After the boiling process, Brand was left with a thick paste, which he then heated at an extremely high temperature for several days. He eventually obtained a reddish, glowing liquid, which — amazingly — burst into flames after only momentary contact with air. When he cooled the substance in water, he found that it eventually turned white. Brand definitely didn’t find gold, but what he found was just as, if not more, exciting (though at the time he definitely didn’t realize it). It was a new element, the first to be discovered in hundreds of years. He called it “icy noctiluca,” because even though it burned brighter than anything anybody had ever seen on Earth, it left nearby objects chilly. Today, we call it phosphorus.

“He was looking for riches, but didn’t realize that he’d unearthed a fundamental notion: that elements can be concealed within a hidden world,” British nuclear physicist Jim Al-Khalili remarked of the discovery.

From his immense stock of urine, Brand distilled just 120 grams of phosphorus. He used some of it to try to make gold, but couldn’t make a go of it. Eventually, he sold the secret of how he made it in order to recoup some of the initial costs and probably to appease his wife. That secret eventually made its way to the alchemist Robert Boyle, who not only refined the method of producing phosphorus, but realized that the element could be used to create fire on demand. It was Boyle who first placed phosphorus on the tips of wooden splints – matches!

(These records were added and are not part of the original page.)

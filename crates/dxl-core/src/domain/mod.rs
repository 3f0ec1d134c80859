//! Domain entities for the actuator bus.
//!
//! This module contains pure bus addressing rules with no infrastructure
//! dependencies.
//!
//! # What is "domain" here? (for beginners)
//!
//! The innermost layer holds the facts that are true no matter which wire
//! format or transport is in use: how devices are addressed, which addresses
//! are reserved, and what "broadcast" means.  Code in outer layers (codec,
//! transaction engine, group aggregators) depends on the domain, but the
//! domain never depends on them.

/// Device identifiers and reserved addresses.
///
/// See [`device::DeviceId`] for the main type.
pub mod device;
#[cfg(test)]
mod tests {
    use super::*;
    use crate::infrastructure::transport::mock::MockTransport;
    use dxl_core::encode_status;

    fn status_frame(version: ProtocolVersion, id: DeviceId, error: u8, params: &[u8]) -> Vec<u8> {
        encode_status(version, &StatusPacket::new(id, DeviceStatus(error), params.to_vec()))
            .expect("status frame must encode")
    }

    fn opened(version: ProtocolVersion) -> (BusMaster<MockTransport>, MockTransport) {
        let mock = MockTransport::new();
        let mut bus = BusMaster::new(mock.clone(), version);
        bus.open(57_600).expect("mock opens");
        (bus, mock)
    }

    // ── Setup ────────────────────────────────────────────────────────────────

    #[test]
    fn test_open_sets_baud_rate() {
        let (bus, mock) = opened(ProtocolVersion::V2);
        assert_eq!(bus.transport().baud_rate(), 57_600);
        assert!(mock.is_open());
    }

    #[test]
    fn test_open_failure_is_reported() {
        let mock = MockTransport::new();
        mock.fail_open(true);
        let mut bus = BusMaster::new(mock.clone(), ProtocolVersion::V2);

        let result = bus.open(57_600);

        assert!(matches!(result, Err(SetupError::Open(_))));
        assert!(!mock.is_open());
    }

    #[test]
    fn test_baud_rate_failure_closes_transport() {
        // Arrange
        let mock = MockTransport::new();
        mock.fail_baud_rate(true);
        let mut bus = BusMaster::new(mock.clone(), ProtocolVersion::V2);

        // Act
        let result = bus.open(12_345);

        // Assert – no half-open state is retained
        assert!(matches!(result, Err(SetupError::BaudRate { baud_rate: 12_345, .. })));
        assert!(!mock.is_open());
    }

    #[test]
    fn test_from_config_uses_configured_version_and_baud() {
        let mut config = BusConfig::default();
        config.port.baud_rate = 1_000_000;
        config.protocol.version = ProtocolVersion::V1;

        let bus = BusMaster::from_config(MockTransport::new(), &config).expect("opens");

        assert_eq!(bus.version(), ProtocolVersion::V1);
        assert_eq!(bus.transport().baud_rate(), 1_000_000);
    }

    // ── Single exchanges ─────────────────────────────────────────────────────

    #[test]
    fn test_ping_v2_reports_model_and_firmware() {
        // Arrange
        let (mut bus, mock) = opened(ProtocolVersion::V2);
        mock.push_reply(status_frame(ProtocolVersion::V2, 1, 0, &[0x06, 0x04, 0x26]));

        // Act
        let info = bus.ping(1).expect("ping succeeds");

        // Assert
        assert_eq!(info.model_number, 1030);
        assert_eq!(info.firmware_version, Some(0x26));
        assert_eq!(
            mock.last_written(),
            Some(vec![0xFF, 0xFF, 0xFD, 0x00, 0x01, 0x03, 0x00, 0x01, 0x19, 0x4E])
        );
    }

    #[test]
    fn test_ping_v1_reads_model_number() {
        let (mut bus, mock) = opened(ProtocolVersion::V1);
        mock.push_reply(status_frame(ProtocolVersion::V1, 3, 0, &[]));
        mock.push_reply(status_frame(ProtocolVersion::V1, 3, 0, &[0x0C, 0x00]));

        let info = bus.ping(3).expect("ping succeeds");

        assert_eq!(info.model_number, 12);
        assert_eq!(info.firmware_version, None);
        assert_eq!(mock.written().len(), 2);
    }

    #[test]
    fn test_read_u32_assembles_little_endian() {
        let (mut bus, mock) = opened(ProtocolVersion::V2);
        mock.push_reply(status_frame(ProtocolVersion::V2, 1, 0, &[0x00, 0x08, 0x00, 0x00]));

        let (value, status) = bus.read_u32(1, 132).expect("read succeeds");

        assert_eq!(value, 2048);
        assert!(status.is_ok());
    }

    #[test]
    fn test_device_fault_is_returned_with_data() {
        let (mut bus, mock) = opened(ProtocolVersion::V1);
        mock.push_reply(status_frame(ProtocolVersion::V1, 1, DeviceStatus::OVERHEATING, &[0x3C]));

        let (value, status) = bus.read_u8(1, 43).expect("exchange succeeded");

        assert_eq!(value, 0x3C);
        assert!(status.contains(DeviceStatus::OVERHEATING));
    }

    #[test]
    fn test_stale_bytes_are_cleared_before_transmit() {
        // Arrange – a complete, valid reply is already waiting before the request
        let (mut bus, mock) = opened(ProtocolVersion::V2);
        mock.inject_rx(&status_frame(ProtocolVersion::V2, 1, 0, &[0xAA]));
        mock.push_reply(status_frame(ProtocolVersion::V2, 1, 0, &[0x55]));

        // Act
        let (value, _) = bus.read_u8(1, 64).expect("read succeeds");

        // Assert – the stale frame never surfaces
        assert_eq!(value, 0x55);
        assert_eq!(mock.clear_count(), 1);
    }

    #[test]
    fn test_noise_before_reply_is_skipped() {
        let (mut bus, mock) = opened(ProtocolVersion::V2);
        let mut reply = vec![0x00, 0xFF, 0x12, 0xFF, 0xFF];
        reply.extend(status_frame(ProtocolVersion::V2, 1, 0, &[0x01]));
        mock.push_reply(reply);

        let (value, _) = bus.read_u8(1, 64).expect("read succeeds");

        assert_eq!(value, 1);
    }

    #[test]
    fn test_reply_from_other_device_is_ignored() {
        let (mut bus, mock) = opened(ProtocolVersion::V2);
        let mut reply = status_frame(ProtocolVersion::V2, 9, 0, &[0x09]);
        reply.extend(status_frame(ProtocolVersion::V2, 2, 0, &[0x02]));
        mock.push_reply(reply);

        let (value, _) = bus.read_u8(2, 64).expect("read succeeds");

        assert_eq!(value, 2);
    }

    #[test]
    fn test_frame_split_across_reads_is_reassembled() {
        let (mut bus, mock) = opened(ProtocolVersion::V2);
        mock.set_read_chunk(1);
        mock.push_reply(status_frame(ProtocolVersion::V2, 1, 0, &[0xFF, 0xFF, 0xFD, 0x00]));

        let (data, _) = bus.read(1, 132, 4).expect("read succeeds");

        assert_eq!(data, vec![0xFF, 0xFF, 0xFD, 0x00]);
    }

    // ── Failures ─────────────────────────────────────────────────────────────

    #[test]
    fn test_corrupt_reply_is_rx_corrupt() {
        let (mut bus, mock) = opened(ProtocolVersion::V2);
        let mut reply = status_frame(ProtocolVersion::V2, 1, 0, &[1, 2, 3, 4]);
        reply[9] ^= 0x10;
        mock.push_reply(reply);

        assert_eq!(bus.read_u32(1, 132), Err(CommError::RxCorrupt));
    }

    #[test]
    fn test_no_reply_is_rx_timeout() {
        let (mut bus, _mock) = opened(ProtocolVersion::V2);
        assert_eq!(bus.ping(1), Err(CommError::RxTimeout));
    }

    #[test]
    fn test_partial_reply_is_rx_corrupt() {
        let (mut bus, mock) = opened(ProtocolVersion::V1);
        let reply = status_frame(ProtocolVersion::V1, 1, 0, &[1, 2, 3, 4]);
        mock.push_reply(reply[..7].to_vec());

        assert_eq!(bus.read_u32(1, 36), Err(CommError::RxCorrupt));
    }

    #[test]
    fn test_line_noise_without_header_is_rx_timeout() {
        let (mut bus, mock) = opened(ProtocolVersion::V2);
        mock.push_reply(vec![0x00]);

        assert_eq!(bus.ping(1), Err(CommError::RxTimeout));
    }

    #[test]
    fn test_noise_then_cut_header_is_rx_corrupt() {
        let (mut bus, mock) = opened(ProtocolVersion::V2);
        mock.push_reply(vec![0x00, 0xFF, 0xFF, 0xFD]);

        assert_eq!(bus.ping(1), Err(CommError::RxCorrupt));
    }

    #[test]
    fn test_wrong_read_length_is_rx_corrupt() {
        let (mut bus, mock) = opened(ProtocolVersion::V2);
        mock.push_reply(status_frame(ProtocolVersion::V2, 1, 0, &[1, 2]));

        assert_eq!(bus.read_u32(1, 132), Err(CommError::RxCorrupt));
    }

    #[test]
    fn test_write_failure_is_tx_fail() {
        let (mut bus, mock) = opened(ProtocolVersion::V2);
        mock.fail_write(true);

        assert_eq!(bus.write_u8(1, 64, 1), Err(CommError::TxFail));
    }

    #[test]
    fn test_read_failure_is_rx_fail() {
        let (mut bus, mock) = opened(ProtocolVersion::V2);
        mock.fail_read(true);

        assert_eq!(bus.action(1), Err(CommError::RxFail));
    }

    #[test]
    fn test_v1_address_overflow_is_tx_error() {
        let (mut bus, mock) = opened(ProtocolVersion::V1);

        assert_eq!(bus.write_u32(1, 564, 0), Err(CommError::TxError));
        assert!(mock.written().is_empty());
    }

    #[test]
    fn test_v2_only_instruction_on_v1_is_not_available() {
        let (mut bus, mock) = opened(ProtocolVersion::V1);

        assert_eq!(bus.reboot(1), Err(CommError::NotAvailable));
        assert_eq!(bus.clear(1), Err(CommError::NotAvailable));
        assert!(mock.written().is_empty());
    }

    // ── Broadcast ────────────────────────────────────────────────────────────

    #[test]
    fn test_broadcast_never_reads() {
        // Arrange – a spurious frame arrives right after the write
        let (mut bus, mock) = opened(ProtocolVersion::V2);
        mock.push_reply(status_frame(ProtocolVersion::V2, 1, 0, &[]));

        // Act
        let status = bus.action(BROADCAST_ID).expect("broadcast succeeds");

        // Assert – the frame is still waiting, untouched
        assert!(status.is_ok());
        assert!(mock.pending_rx() > 0);
    }

    #[test]
    fn test_broadcast_read_is_not_available() {
        let (mut bus, _mock) = opened(ProtocolVersion::V2);
        assert_eq!(bus.read(BROADCAST_ID, 0, 2), Err(CommError::NotAvailable));
        assert_eq!(bus.ping(BROADCAST_ID), Err(CommError::NotAvailable));
    }

    #[test]
    fn test_factory_reset_option_only_on_v2() {
        let (mut bus, mock) = opened(ProtocolVersion::V2);
        bus.factory_reset(BROADCAST_ID, FactoryResetOption::KeepId).expect("sent");

        let frame = mock.last_written().expect("written");
        assert_eq!(frame[7], Instruction::FactoryReset as u8);
        assert_eq!(frame[8], 0x01);
    }

    // ── Shared handle ────────────────────────────────────────────────────────

    #[test]
    fn test_lock_bus_reports_port_busy_while_held() {
        let (bus, _mock) = opened(ProtocolVersion::V2);
        let shared = bus.into_shared();

        let _held = lock_bus(&shared).expect("first lock succeeds");

        assert!(matches!(lock_bus(&shared), Err(CommError::PortBusy)));
    }

    #[test]
    fn test_header_id_reads_partial_frames() {
        assert_eq!(header_id(ProtocolVersion::V1, &[0xFF, 0xFF, 0x07]), Some(7));
        assert_eq!(header_id(ProtocolVersion::V2, &[0xFF, 0xFF, 0xFD, 0x00]), None);
        assert_eq!(header_id(ProtocolVersion::V2, &[0xFF, 0xFF, 0xFD, 0x00, 0x03]), Some(3));
        assert_eq!(header_id(ProtocolVersion::V2, &[0x00, 0xFF]), None);
    }

    #[test]
    fn test_frame_start_finds_full_or_cut_headers() {
        assert_eq!(frame_start(ProtocolVersion::V2, &[0x00, 0x12]), None);
        assert_eq!(frame_start(ProtocolVersion::V2, &[0xFF, 0x12]), None);
        assert_eq!(frame_start(ProtocolVersion::V2, &[0x00, 0xFF, 0xFF]), Some(1));
        assert_eq!(frame_start(ProtocolVersion::V2, &[0xFF, 0xFF, 0xFD, 0x00, 0x01]), Some(0));
        assert_eq!(frame_start(ProtocolVersion::V1, &[0x05, 0xFF, 0xFF, 0x01, 0x02]), Some(1));
    }
}
//! Integrity algorithms for both wire formats.
//!
//! - Protocol 1.0: 8-bit additive checksum, the one's complement of the sum of
//!   every byte after the header.
//! - Protocol 2.0: CRC-16 with polynomial `0x8005`, initial value `0`, no
//!   input/output reflection, computed over every byte from the header up to
//!   (excluding) the CRC field.

use crc::{Crc, CRC_16_UMTS};

/// Protocol 2.0 CRC: polynomial `0x8005`, init `0`, unreflected, no final XOR.
const CRC16: Crc<u16> = Crc::<u16>::new(&CRC_16_UMTS);

/// Protocol 1.0 checksum over `bytes` (id, length, instruction/error and
/// parameters).
///
/// # Examples
///
/// ```rust
/// use dxl_core::protocol::checksum::checksum;
///
/// // PING to id 1: FF FF 01 02 01 FB
/// assert_eq!(checksum(&[0x01, 0x02, 0x01]), 0xFB);
/// ```
pub fn checksum(bytes: &[u8]) -> u8 {
    !bytes.iter().fold(0u8, |acc, b| acc.wrapping_add(*b))
}

/// Protocol 2.0 CRC over `bytes`, from the header up to the CRC field.
///
/// # Examples
///
/// ```rust
/// use dxl_core::protocol::checksum::crc16;
///
/// // PING to id 1: FF FF FD 00 01 03 00 01 | 19 4E
/// let crc = crc16(&[0xFF, 0xFF, 0xFD, 0x00, 0x01, 0x03, 0x00, 0x01]);
/// assert_eq!(crc.to_le_bytes(), [0x19, 0x4E]);
/// ```
pub fn crc16(bytes: &[u8]) -> u16 {
    CRC16.checksum(bytes)
}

Most importantly, Boyle chronicled his methods and shared them with his colleagues. He even wrote them down in a book, The Skeptical Chemist, which is today recognized by many scholars as the first true chemistry book. Through his actions, Boyle introduced a revolutionary notion into the secretive, underground world of alchemy, that ideas should be shared openly.

“So phosphorus did have transformational powers after all,” Al-Khalili opined. “It may not have changed lead into gold, but it turned an alchemist into the first modern chemist. Boyle had set the stage for future element hunters. Unlike most alchemists, he shared his methods, and was able to pass on the tools they needed to unlock the mysteries of matter.”